Rebekkah Carney: 55:43
So I think that being able to share it from your lens and how powerful they were in that experience, even if it doesn’t necessarily go the way that they were anticipating it going, can be a great part of being a doula because so many folks, I think, say, “I had this planned VBAC and it didn’t go well, I didn’t do it, I failed.” And there’s so much more to it, there’s so much more success. And in the planning piece and the trial piece and, and ultimately in any birth, not just the VBAC, some things are just out of our hands, right? Where there’s only so much we can control and sometimes things in birth come up. And so we need to also explore the successes of their trial of labor and how wonderful they did to support themselves through that experience.
Anne Nicholson Weber: 56:36
So what question didn’t I ask that I should have?

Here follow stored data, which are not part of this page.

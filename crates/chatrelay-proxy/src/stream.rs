//! SSE → plain-text delta relay.
//!
//! The upstream streams chat-completion chunks as Server-Sent Events; the
//! browser client wants only the generated text. This module turns one into
//! the other on the fly:
//!
//! ```text
//! data: {"choices":[{"delta":{"content":"Hel"}}]}   →  Hel
//! data: {"choices":[{"delta":{"content":"lo"}}]}    →  lo
//! data: [DONE]                                      →  (end)
//! ```
//!
//! The output is pull-driven. Upstream bytes are read only when the client
//! body polls for more, and dropping the body drops the upstream stream with
//! it, which closes the upstream connection.

use bytes::Bytes;
use chatrelay_core::{RelayError, SseParser, decode_delta};
use futures_util::{Stream, StreamExt};
use tracing::{debug, warn};

use crate::forward::ByteStream;

/// State threaded through the `unfold` stream.
struct RelayState {
    upstream: ByteStream,
    parser: SseParser,
    upstream_done: bool,
    failed: bool,
    emitted: usize,
}

/// Relay the text deltas of an upstream event stream.
///
/// Ends after `[DONE]` or when the upstream closes. A malformed event or an
/// upstream read error yields one error and ends the stream; bytes emitted
/// before it stand.
pub fn relay_deltas(upstream: ByteStream) -> impl Stream<Item = Result<Bytes, std::io::Error>> + Send {
    let state = RelayState {
        upstream,
        parser: SseParser::new(),
        upstream_done: false,
        failed: false,
        emitted: 0,
    };

    futures_util::stream::unfold(state, |mut st| async move {
        if st.failed {
            return None;
        }

        loop {
            // Drain events already parsed before reading more.
            while let Some(event) = st.parser.next() {
                if event.is_done() {
                    debug!(deltas = st.emitted, "Upstream stream finished");
                    return None;
                }

                match decode_delta(&event.data) {
                    Ok(Some(text)) => {
                        st.emitted += 1;
                        return Some((Ok(Bytes::from(text)), st));
                    }
                    Ok(None) => {}
                    Err(e) => {
                        warn!(error = %e, data = %event.data, "Malformed upstream event");
                        st.failed = true;
                        return Some((Err(std::io::Error::other(e)), st));
                    }
                }
            }

            if st.upstream_done {
                debug!(deltas = st.emitted, "Upstream closed without [DONE]");
                return None;
            }

            match st.upstream.next().await {
                Some(Ok(chunk)) => st.parser.feed(&chunk),
                Some(Err(e)) => {
                    warn!("Upstream stream error: {e}");
                    st.failed = true;
                    let err = RelayError::Upstream(e.to_string());
                    return Some((Err(std::io::Error::other(err)), st));
                }
                None => {
                    st.parser.finish();
                    st.upstream_done = true;
                }
            }
        }
    })
}

#[cfg(test)]
mod tests {
    use super::*;
    use tokio::sync::mpsc;

    fn delta(text: &str) -> String {
        format!(
            "data: {}\n\n",
            serde_json::json!({"choices": [{"index": 0, "delta": {"content": text}}]})
        )
    }

    fn upstream_of(chunks: Vec<String>) -> ByteStream {
        let items: Vec<Result<Bytes, std::io::Error>> =
            chunks.into_iter().map(|c| Ok(Bytes::from(c))).collect();
        futures_util::stream::iter(items).boxed()
    }

    /// Collect successes until the first error.
    async fn drain(upstream: ByteStream) -> (String, Option<std::io::Error>) {
        let mut out = Vec::new();
        let mut relay = Box::pin(relay_deltas(upstream));
        while let Some(item) = relay.next().await {
            match item {
                Ok(bytes) => out.extend_from_slice(&bytes),
                Err(e) => {
                    assert!(relay.next().await.is_none(), "stream continued after error");
                    return (String::from_utf8(out).unwrap(), Some(e));
                }
            }
        }
        (String::from_utf8(out).unwrap(), None)
    }

    #[tokio::test]
    async fn test_deltas_are_concatenated_in_order() {
        let chunks = vec![
            "data: {\"choices\":[{\"delta\":{\"role\":\"assistant\"}}]}\n\n".to_string(),
            delta("Hel"),
            delta("lo, "),
            delta("world"),
            "data: [DONE]\n\n".to_string(),
        ];
        let (text, err) = drain(upstream_of(chunks)).await;
        assert_eq!(text, "Hello, world");
        assert!(err.is_none());
    }

    #[tokio::test]
    async fn test_nothing_after_done_is_emitted() {
        let chunks = vec![
            delta("a"),
            format!("data: [DONE]\n\n{}", delta("ignored")),
        ];
        let (text, err) = drain(upstream_of(chunks)).await;
        assert_eq!(text, "a");
        assert!(err.is_none());
    }

    #[tokio::test]
    async fn test_events_split_across_chunks() {
        let whole = format!("{}{}data: [DONE]\r\n\r\n", delta("héllo"), delta(" there"));
        // Three-byte chunks split the two-byte `é` and the CRLF pairs.
        let items: Vec<Result<Bytes, std::io::Error>> = whole
            .as_bytes()
            .chunks(3)
            .map(|c| Ok(Bytes::copy_from_slice(c)))
            .collect();
        let (text, err) = drain(futures_util::stream::iter(items).boxed()).await;
        assert_eq!(text, "héllo there");
        assert!(err.is_none());
    }

    #[tokio::test]
    async fn test_malformed_event_errors_after_earlier_bytes() {
        let chunks = vec![
            delta("kept"),
            "data: {not json}\n\n".to_string(),
            delta("never"),
        ];
        let (text, err) = drain(upstream_of(chunks)).await;
        assert_eq!(text, "kept");
        let err = err.expect("expected an error");
        assert!(err.to_string().starts_with("Malformed upstream event"));
    }

    #[tokio::test]
    async fn test_upstream_close_without_done_ends_cleanly() {
        let chunks = vec![delta("partial"), "data: {\"choices\":[{\"delta\":{\"content\":\"lost\"}}]}".to_string()];
        let (text, err) = drain(upstream_of(chunks)).await;
        assert_eq!(text, "partial");
        assert!(err.is_none());
    }

    #[tokio::test]
    async fn test_upstream_read_error_ends_with_error() {
        let items: Vec<Result<Bytes, std::io::Error>> = vec![
            Ok(Bytes::from(delta("x"))),
            Err(std::io::Error::other("reset by peer")),
        ];
        let (text, err) = drain(futures_util::stream::iter(items).boxed()).await;
        assert_eq!(text, "x");
        assert!(err.unwrap().to_string().contains("reset by peer"));
    }

    #[tokio::test]
    async fn test_comments_and_empty_deltas_are_skipped() {
        let chunks = vec![
            ": keep-alive\n\n".to_string(),
            "data: {\"choices\":[]}\n\n".to_string(),
            delta(""),
            delta("only"),
            "data: [DONE]\n\n".to_string(),
        ];
        let (text, _) = drain(upstream_of(chunks)).await;
        assert_eq!(text, "only");
    }

    fn channel_upstream() -> (mpsc::Sender<Result<Bytes, std::io::Error>>, ByteStream) {
        let (tx, rx) = mpsc::channel(8);
        let stream = futures_util::stream::unfold(rx, |mut rx| async move {
            rx.recv().await.map(|item| (item, rx))
        });
        (tx, stream.boxed())
    }

    #[tokio::test]
    async fn test_done_releases_upstream() {
        let (tx, upstream) = channel_upstream();
        tx.send(Ok(Bytes::from(delta("a")))).await.unwrap();
        tx.send(Ok(Bytes::from_static(b"data: [DONE]\n\n"))).await.unwrap();

        let mut relay = Box::pin(relay_deltas(upstream));
        assert_eq!(relay.next().await.unwrap().unwrap(), Bytes::from("a"));
        assert!(relay.next().await.is_none());
        assert!(tx.is_closed());
    }

    #[tokio::test]
    async fn test_dropping_output_releases_upstream() {
        let (tx, upstream) = channel_upstream();
        tx.send(Ok(Bytes::from(delta("first")))).await.unwrap();

        let mut relay = Box::pin(relay_deltas(upstream));
        assert_eq!(relay.next().await.unwrap().unwrap(), Bytes::from("first"));
        assert!(!tx.is_closed());

        drop(relay);
        assert!(tx.is_closed());
    }
}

Is there anything else you think we need to cover?
Heather McCullough: 56:41
I just want to really celebrate that if they’re with a supportive provider, they should have a success rate higher than 80%. And that’s really how they could define a supportive provider too, when they’re asking those questions.
Anne Nicholson Weber: 56:54
Great. Yeah. Rebekkah, anything else other than that you want to go to sleep?
Rebekkah Carney: 56:58
No. Anne, I think you’ve done such a lovely job and I just so appreciate you putting this on, highlighting what doulas can bring into the support of a VBAC. I just wanted to thank you so much for inviting us all here today and, and bringing this topic to your podcast because it is so important.
Anne Nicholson Weber: 57:17
Well, thank you all for joining me despite the challenges of getting three doulas into a room at the same time, which has taken us four attempts. Um, but we did it. And thank you so much for being here. I really appreciate your help.